Constraint-Induced Movement Therapy for Cerebral Palsy: A Randomized Trial

Abstract

Objectives: With the Children with Hemiparesis Arm and Hand Movement Project (CHAMP) multisite factorial randomized controlled trial, we compared 2 doses and 2 constraint types of constraint-induced movement therapy (CIMT) to usual customary treatment (UCT).

Methods: CHAMP randomly assigned 118 2- to 8-year-olds with hemiparetic cerebral palsy to one of 5 treatments with assessments at baseline, end of treatment, and 6 months posttreatment. Primary blinded outcomes were the assisting hand assessment; Peabody Motor Development Scales, Second Edition, Visual Motor Integration; and Quality of Upper Extremity Skills Test Dissociated Movement. Parents rated functioning on the Pediatric Evaluation of Disabilities Inventory-Computer Adaptive Test Daily Activities and Child Motor Activity Log How Often scale. Analyses were focused on blinded and parent-report outcomes and rank-order gains across all measures.

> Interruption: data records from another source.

//! Filter query parsing and item matching.
//!
//! # Responsibility
//! - Parse space-separated query tokens into a typed `Query`.
//! - Evaluate the per-item predicate against a reference day.
//!
//! # Invariants
//! - All predicate tokens combine with logical AND.
//! - Tokens that name a known key but carry an invalid value are rejected.
//! - Parsing is pure: identical text always yields an identical `Query`.

use crate::model::item::{Item, ItemColor, ItemId, ItemType};
use crate::tags::has_tag;
use chrono::{Days, NaiveDate};
use once_cell::sync::Lazy;
use regex::Regex;
use std::cmp::Ordering;
use std::error::Error;
use std::fmt::{Display, Formatter};

static ESTIMATE_RE: Lazy<Regex> =
    Lazy::new(|| Regex::new(r"^e(<=|>=|<|>|=)(.*)$").expect("valid estimate regex"));
static DATE_RE: Lazy<Regex> =
    Lazy::new(|| Regex::new(r"^d(<=|>=|<|>|=)(.*)$").expect("valid date regex"));

/// Errors from query parsing and evaluation setup.
#[derive(Debug, Clone, PartialEq, Eq)]
pub enum QueryError {
    /// Token uses a known key with an unusable value.
    Malformed { token: String, reason: &'static str },
    /// `focus=` names an item that is not attached to the tree.
    UnknownFocus(ItemId),
}

impl Display for QueryError {
    fn fmt(&self, f: &mut Formatter<'_>) -> std::fmt::Result {
        match self {
            Self::Malformed { token, reason } => {
                write!(f, "malformed query token `{token}`: {reason}")
            }
            Self::UnknownFocus(id) => write!(f, "focus item not found: {id}"),
        }
    }
}

impl Error for QueryError {}

#[derive(Debug, Clone, Copy, PartialEq, Eq)]
pub enum Comparison {
    Lt,
    Le,
    Eq,
    Ge,
    Gt,
}

impl Comparison {
    fn parse(op: &str) -> Option<Self> {
        match op {
            "<" => Some(Self::Lt),
            "<=" => Some(Self::Le),
            "=" => Some(Self::Eq),
            ">=" => Some(Self::Ge),
            ">" => Some(Self::Gt),
            _ => None,
        }
    }

    pub fn holds(self, ordering: Ordering) -> bool {
        match self {
            Self::Lt => ordering == Ordering::Less,
            Self::Le => ordering != Ordering::Greater,
            Self::Eq => ordering == Ordering::Equal,
            Self::Ge => ordering != Ordering::Less,
            Self::Gt => ordering == Ordering::Greater,
        }
    }
}

/// Date operand: fixed ISO date or a day offset from the reference day.
#[derive(Debug, Clone, Copy, PartialEq, Eq)]
pub enum DateBound {
    Absolute(NaiveDate),
    Relative(i64),
}

impl DateBound {
    pub fn resolve(self, today: NaiveDate) -> Option<NaiveDate> {
        match self {
            Self::Absolute(date) => Some(date),
            Self::Relative(days) if days >= 0 => today.checked_add_days(Days::new(days as u64)),
            Self::Relative(days) => today.checked_sub_days(Days::new(days.unsigned_abs())),
        }
    }
}

/// `t=` filter values.
#[derive(Debug, Clone, Copy, PartialEq, Eq)]
pub enum TypeFilter {
    Note,
    Task,
    Done,
    Project,
    Sequential,
    Parallel,
    Paused,
}

impl TypeFilter {
    fn parse(value: &str) -> Option<Self> {
        match value {
            "note" => Some(Self::Note),
            "task" => Some(Self::Task),
            "done" => Some(Self::Done),
            "project" => Some(Self::Project),
            "sequential" => Some(Self::Sequential),
            "parallel" => Some(Self::Parallel),
            "paused" => Some(Self::Paused),
            _ => None,
        }
    }

    pub fn accepts(self, kind: ItemType) -> bool {
        match self {
            Self::Note => kind == ItemType::Note,
            Self::Task => kind == ItemType::Task,
            Self::Done => kind == ItemType::Done,
            Self::Project => kind.is_project(),
            Self::Sequential => kind == ItemType::SequentialProject,
            Self::Parallel => kind == ItemType::ParallelProject,
            Self::Paused => kind == ItemType::PausedProject,
        }
    }
}

#[derive(Debug, Clone, Copy, PartialEq, Eq, Default)]
pub enum SortKey {
    /// Manual order as stored in `children`.
    #[default]
    Manual,
    StartDateAsc,
    StartDateDesc,
    EstimateAsc,
    EstimateDesc,
}

impl SortKey {
    fn parse(value: &str) -> Option<Self> {
        match value {
            "all" | "manual" => Some(Self::Manual),
            "startdate_asc" => Some(Self::StartDateAsc),
            "startdate_desc" => Some(Self::StartDateDesc),
            "estimate_asc" => Some(Self::EstimateAsc),
            "estimate_desc" => Some(Self::EstimateDesc),
            _ => None,
        }
    }

    /// Orders two items; items lacking the key sort last in both directions.
    pub fn compare(self, left: &Item, right: &Item) -> Ordering {
        match self {
            Self::Manual => Ordering::Equal,
            Self::StartDateAsc => missing_last(left.start_date, right.start_date, false),
            Self::StartDateDesc => missing_last(left.start_date, right.start_date, true),
            Self::EstimateAsc => missing_last(left.estimate, right.estimate, false),
            Self::EstimateDesc => missing_last(left.estimate, right.estimate, true),
        }
    }
}

fn missing_last<T: Ord>(left: Option<T>, right: Option<T>, descending: bool) -> Ordering {
    match (left, right) {
        (Some(left), Some(right)) if descending => right.cmp(&left),
        (Some(left), Some(right)) => left.cmp(&right),
        (Some(_), None) => Ordering::Less,
        (None, Some(_)) => Ordering::Greater,
        (None, None) => Ordering::Equal,
    }
}

/// Parsed filter query.
#[derive(Debug, Clone, PartialEq, Eq, Default)]
pub struct Query {
    /// Lowercased free-text terms.
    pub text_terms: Vec<String>,
    /// Tag paths with leading colon.
    pub tags: Vec<String>,
    pub types: Vec<TypeFilter>,
    pub colors: Vec<ItemColor>,
    pub estimates: Vec<(Comparison, u32)>,
    pub dates: Vec<(Comparison, DateBound)>,
    pub hide_future_start_date: bool,
    pub only_start_date: bool,
    /// `has_tag=no`: only items without any tag.
    pub without_tags: bool,
    /// `deleted=yes`: match tombstoned items instead of live ones.
    pub deleted: bool,
    pub sort: SortKey,
    pub focus: Option<ItemId>,
    pub flatten: bool,
}

impl Query {
    pub fn parse(text: &str) -> Result<Self, QueryError> {
        let mut query = Self::default();
        for token in text.split_whitespace() {
            query.push_token(token)?;
        }
        Ok(query)
    }

    fn push_token(&mut self, token: &str) -> Result<(), QueryError> {
        let malformed = |reason| QueryError::Malformed {
            token: token.to_string(),
            reason,
        };

        if let Some((key, value)) = token.split_once('=') {
            let handled = match key {
                "t" => {
                    self.types
                        .push(TypeFilter::parse(value).ok_or_else(|| malformed("unknown type"))?);
                    true
                }
                "c" => {
                    self.colors
                        .push(ItemColor::parse(value).ok_or_else(|| malformed("unknown color"))?);
                    true
                }
                "sort" => {
                    self.sort = SortKey::parse(value).ok_or_else(|| malformed("unknown sort"))?;
                    true
                }
                "focus" => {
                    let id = ItemId::parse_str(value).map_err(|_| malformed("invalid item id"))?;
                    self.focus = Some(id);
                    true
                }
                "flatten" => {
                    self.flatten = parse_switch(value).ok_or_else(|| malformed("expected yes|all"))?;
                    true
                }
                "deleted" => {
                    self.deleted = parse_switch(value).ok_or_else(|| malformed("expected yes|all"))?;
                    true
                }
                "hide_future_startdate" => {
                    self.hide_future_start_date =
                        parse_switch(value).ok_or_else(|| malformed("expected yes|all"))?;
                    true
                }
                "only_startdate" => {
                    self.only_start_date =
                        parse_switch(value).ok_or_else(|| malformed("expected yes|all"))?;
                    true
                }
                "has_tag" => {
                    self.without_tags = match value {
                        "no" => true,
                        "all" | "yes" => false,
                        _ => return Err(malformed("expected no|all")),
                    };
                    true
                }
                _ => false,
            };
            if handled {
                return Ok(());
            }
        }

        if let Some(captures) = ESTIMATE_RE.captures(token) {
            let comparison = Comparison::parse(&captures[1]).ok_or_else(|| malformed("bad operator"))?;
            let minutes = captures[2]
                .parse::<u32>()
                .map_err(|_| malformed("estimate must be a non-negative integer"))?;
            self.estimates.push((comparison, minutes));
            return Ok(());
        }

        if let Some(captures) = DATE_RE.captures(token) {
            let comparison = Comparison::parse(&captures[1]).ok_or_else(|| malformed("bad operator"))?;
            let bound = parse_date_bound(&captures[2]).ok_or_else(|| malformed("invalid date"))?;
            self.dates.push((comparison, bound));
            return Ok(());
        }

        if let Some(tag) = token.strip_prefix("tag:") {
            let tag = tag.trim_start_matches(':');
            if tag.is_empty() {
                return Err(malformed("empty tag"));
            }
            self.tags.push(format!(":{tag}"));
            return Ok(());
        }

        if token.starts_with(':') && token.len() > 1 {
            self.tags.push(token.to_string());
            return Ok(());
        }

        self.text_terms.push(token.to_lowercase());
        Ok(())
    }

    /// Returns whether any predicate token is present.
    ///
    /// `sort`, `focus` and `flatten` shape the view but do not filter.
    pub fn is_filtering(&self) -> bool {
        !self.text_terms.is_empty()
            || !self.tags.is_empty()
            || !self.types.is_empty()
            || !self.colors.is_empty()
            || !self.estimates.is_empty()
            || !self.dates.is_empty()
            || self.hide_future_start_date
            || self.only_start_date
            || self.without_tags
            || self.deleted
    }

    /// Evaluates the item-level predicate.
    ///
    /// The tombstone flag must equal `deleted`; everything else is ANDed.
    pub fn matches(&self, item: &Item, today: NaiveDate) -> bool {
        if item.deleted != self.deleted {
            return false;
        }
        let text = item.text.to_lowercase();
        if !self.text_terms.iter().all(|term| text.contains(term.as_str())) {
            return false;
        }
        if !self.tags.iter().all(|tag| has_tag(&item.text, tag)) {
            return false;
        }
        if self.without_tags && !crate::tags::item_tags(&item.text).is_empty() {
            return false;
        }
        if !self.types.iter().all(|filter| filter.accepts(item.kind)) {
            return false;
        }
        if !self.colors.iter().all(|color| *color == item.color) {
            return false;
        }
        let estimates_hold = self.estimates.iter().all(|(comparison, minutes)| {
            item.estimate
                .is_some_and(|estimate| comparison.holds(estimate.cmp(minutes)))
        });
        if !estimates_hold {
            return false;
        }
        let dates_hold = self.dates.iter().all(|(comparison, bound)| {
            match (item.start_date, bound.resolve(today)) {
                (Some(start), Some(limit)) => comparison.holds(start.cmp(&limit)),
                _ => false,
            }
        });
        if !dates_hold {
            return false;
        }
        if self.hide_future_start_date && item.start_date.is_some_and(|start| start > today) {
            return false;
        }
        if self.only_start_date && item.start_date.is_none() {
            return false;
        }
        true
    }
}

fn parse_switch(value: &str) -> Option<bool> {
    match value {
        "yes" => Some(true),
        "all" | "no" => Some(false),
        _ => None,
    }
}

fn parse_date_bound(value: &str) -> Option<DateBound> {
    if let Some(days) = value.strip_prefix('+') {
        return days.parse::<u32>().ok().map(|days| DateBound::Relative(i64::from(days)));
    }
    if let Some(days) = value.strip_prefix('-') {
        return days
            .parse::<u32>()
            .ok()
            .map(|days| DateBound::Relative(-i64::from(days)));
    }
    NaiveDate::parse_from_str(value, "%Y-%m-%d")
        .ok()
        .map(DateBound::Absolute)
}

Results: Findings varied in statistical significance when analyzing individual blinded outcomes. parent reports, and rank-order gains. Consistently, high-dose CIMT, regardless of constraint type, produced a pattern of greatest short- and long-term gains (1.7% probability of occurring by chance alone) and significant gains on visual motor integration and dissociated movement at 6 months. O'Brien's rank-order analyses revealed high-dose CIMT produced significantly greater improvement than a moderate dose or UCT. All CIMT groups improved significantly more in parent-reported functioning, compared with that of UCT. Children with UCT also revealed objective gains (eg, 48% exceeded the smallest-detectable assisting hand assessment change, compared with 71% high-dose CIMT at the end of treatment).

Conclusions: CHAMP provides novel albeit complex findings: although most individual blinded outcomes fell below statistical significance for group differences, high-dose CIMT consistently produced the largest improvements at both time points. An unexpected finding concerns shifts in UCT toward higher dosages, with improved outcomes compared with previous reports.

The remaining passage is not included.